> **WORK REQUIRED**
What you give must be exactly the lines of the material from the first through the line that contains "user-facing error message", inclusive, and no others.

> **DATA FOR PROCESSING**
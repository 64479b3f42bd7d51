//! Application Error - Unified error type for the application
//!
//! Defines [`AppError`] struct and [`AppResult<T>`] type alias.

use std::borrow::Cow;
use std::error::Error;
use std::fmt;

use super::kind::ErrorKind;

/// Unified application error type.
///
/// The standard error type used across all crates in this workspace,
/// built with a small builder API.
///
/// ## Fields
/// * `kind` - classification (maps to an HTTP status code)
/// * `message` - user-facing error message
/// * `action` - optional remediation hint for the user
/// * `source` - optional underlying error, kept for debugging
///
/// ## Examples
/// ```rust
/// use kernel::error::{app_error::AppError, kind::ErrorKind};
///
/// let err = AppError::new(ErrorKind::NotFound, "Client not found");
///
/// let err = AppError::new(ErrorKind::BadRequest, "Invalid email format")
///     .with_action("Please enter a valid email address");
/// ```
pub struct AppError {
    kind: ErrorKind,
    message: Cow<'static, str>,
    action: Option<Cow<'static, str>>,
    source: Option<Box<dyn Error + Send + Sync + 'static>>,
}

/// Shorthand for `Result<T, AppError>`.
pub type AppResult<T> = Result<T, AppError>;

impl AppError {
    // ========================================================================
    // Constructors
    // ========================================================================

    #[inline]
    pub fn new(kind: ErrorKind, message: impl Into<Cow<'static, str>>) -> Self {
        Self {
            kind,
            message: message.into(),
            action: None,
            source: None,
        }
    }

    // ========================================================================
    // Convenience constructors
    // ========================================================================

    /// 400 Bad Request
    #[inline]
    pub fn bad_request(message: impl Into<Cow<'static, str>>) -> Self {
        Self::new(ErrorKind::BadRequest, message)
    }

    /// 401 Unauthorized
    #[inline]
    pub fn unauthorized(message: impl Into<Cow<'static, str>>) -> Self {
        Self::new(ErrorKind::Unauthorized, message)
    }

    /// 403 Forbidden
    #[inline]
    pub fn forbidden(message: impl Into<Cow<'static, str>>) -> Self {
        Self::new(ErrorKind::Forbidden, message)
    }

    /// 404 Not Found
    #[inline]
    pub fn not_found(message: impl Into<Cow<'static, str>>) -> Self {
        Self::new(ErrorKind::NotFound, message)
    }

    /// 409 Conflict
    #[inline]
    pub fn conflict(message: impl Into<Cow<'static, str>>) -> Self {
        Self::new(ErrorKind::Conflict, message)
    }

    /// 410 Gone
    #[inline]
    pub fn gone(message: impl Into<Cow<'static, str>>) -> Self {
        Self::new(ErrorKind::Gone, message)
    }

    /// 422 Unprocessable Entity
    #[inline]
    pub fn unprocessable(message: impl Into<Cow<'static, str>>) -> Self {
        Self::new(ErrorKind::UnprocessableEntity, message)
    }

    /// 429 Too Many Requests
    #[inline]
    pub fn too_many_requests(message: impl Into<Cow<'static, str>>) -> Self {
        Self::new(ErrorKind::TooManyRequests, message)
    }

    /// 500 Internal Server Error
    #[inline]
    pub fn internal(message: impl Into<Cow<'static, str>>) -> Self {
        Self::new(ErrorKind::InternalServerError, message)
    }

    /// 503 Service Unavailable
    #[inline]
    pub fn service_unavailable(message: impl Into<Cow<'static, str>>) -> Self {
        Self::new(ErrorKind::ServiceUnavailable, message)
    }

    // ========================================================================
    // Builder methods
    // ========================================================================

    /// Attach a remediation hint for the user.
    #[inline]
    pub fn with_action(mut self, action: impl Into<Cow<'static, str>>) -> Self {
        self.action = Some(action.into());
        self
    }

    /// Attach the underlying error for debugging.
    #[inline]
    pub fn with_source<E>(mut self, source: E) -> Self
    where
        E: Error + Send + Sync + 'static,
    {
        self.source = Some(Box::new(source));
        self
    }

    // ========================================================================
    // Accessors
    // ========================================================================

    #[inline]
    pub fn kind(&self) -> ErrorKind {
        self.kind
    }

    #[inline]
    pub fn status_code(&self) -> u16 {
        self.kind.status_code()
    }

    #[inline]
    pub fn message(&self) -> &str {
        &self.message
    }

    #[inline]
    pub fn action(&self) -> Option<&str> {
        self.action.as_deref()
    }

    #[inline]
    pub fn is_server_error(&self) -> bool {
        self.kind.is_server_error()
    }

    #[inline]
    pub fn is_client_error(&self) -> bool {
        self.kind.is_client_error()
    }
}

impl fmt::Debug for AppError {
    fn fmt(&self, f: &mut fmt::Formatter<'_>) -> fmt::Result {
        let mut builder = f.debug_struct("AppError");
        builder.field("kind", &self.kind);
        builder.field("message", &self.message);
        if let Some(action) = &self.action {
            builder.field("action", action);
        }
        if let Some(source) = &self.source {
            builder.field("source", source);
        }
        builder.finish()
    }
}

impl fmt::Display for AppError {
    fn fmt(&self, f: &mut fmt::Formatter<'_>) -> fmt::Result {
        write!(f, "[{}] {}", self.kind, self.message)?;
        if let Some(action) = &self.action {
            write!(f, " (Action: {})", action)?;
        }
        Ok(())
    }
}

impl Error for AppError {
    fn source(&self) -> Option<&(dyn Error + 'static)> {
        self.source
            .as_ref()
            .map(|e| e.as_ref() as &(dyn Error + 'static))
    }
}

// ============================================================================
// Result extension traits
// ============================================================================

/// Extension trait converting `Result<T, E>` into `AppResult<T>`.
pub trait ResultExt<T, E> {
    /// Wrap the error in an `AppError` with the given kind and message.
    fn map_app_err(self, kind: ErrorKind, message: impl Into<Cow<'static, str>>) -> AppResult<T>
    where
        E: Error + Send + Sync + 'static;
}

impl<T, E> ResultExt<T, E> for Result<T, E> {
    fn map_app_err(self, kind: ErrorKind, message: impl Into<Cow<'static, str>>) -> AppResult<T>
    where
        E: Error + Send + Sync + 'static,
    {
        self.map_err(|e| AppError::new(kind, message).with_source(e))
    }
}

/// Extension trait converting `Option<T>` into `AppResult<T>`.
pub trait OptionExt<T> {
    /// Return an `AppError` of the given kind when `None`.
    fn ok_or_app_err(self, kind: ErrorKind, message: impl Into<Cow<'static, str>>) -> AppResult<T>;

    /// Return 404 Not Found when `None`.
    fn ok_or_not_found(self, message: impl Into<Cow<'static, str>>) -> AppResult<T>;
}

impl<T> OptionExt<T> for Option<T> {
    fn ok_or_app_err(self, kind: ErrorKind, message: impl Into<Cow<'static, str>>) -> AppResult<T> {
        self.ok_or_else(|| AppError::new(kind, message))
    }

    fn ok_or_not_found(self, message: impl Into<Cow<'static, str>>) -> AppResult<T> {
        self.ok_or_app_err(ErrorKind::NotFound, message)
    }
}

> **ANSWER TO THIS TASK**
repository 64479b3f42bd7d51
//! Application Error - Unified error type for the application
//!
//! Defines [`AppError`] struct and [`AppResult<T>`] type alias.

use std::borrow::Cow;
use std::error::Error;
use std::fmt;

use super::kind::ErrorKind;

/// Unified application error type.
///
/// The standard error type used across all crates in this workspace,
/// built with a small builder API.
///
/// ## Fields
/// * `kind` - classification (maps to an HTTP status code)
/// * `message` - user-facing error message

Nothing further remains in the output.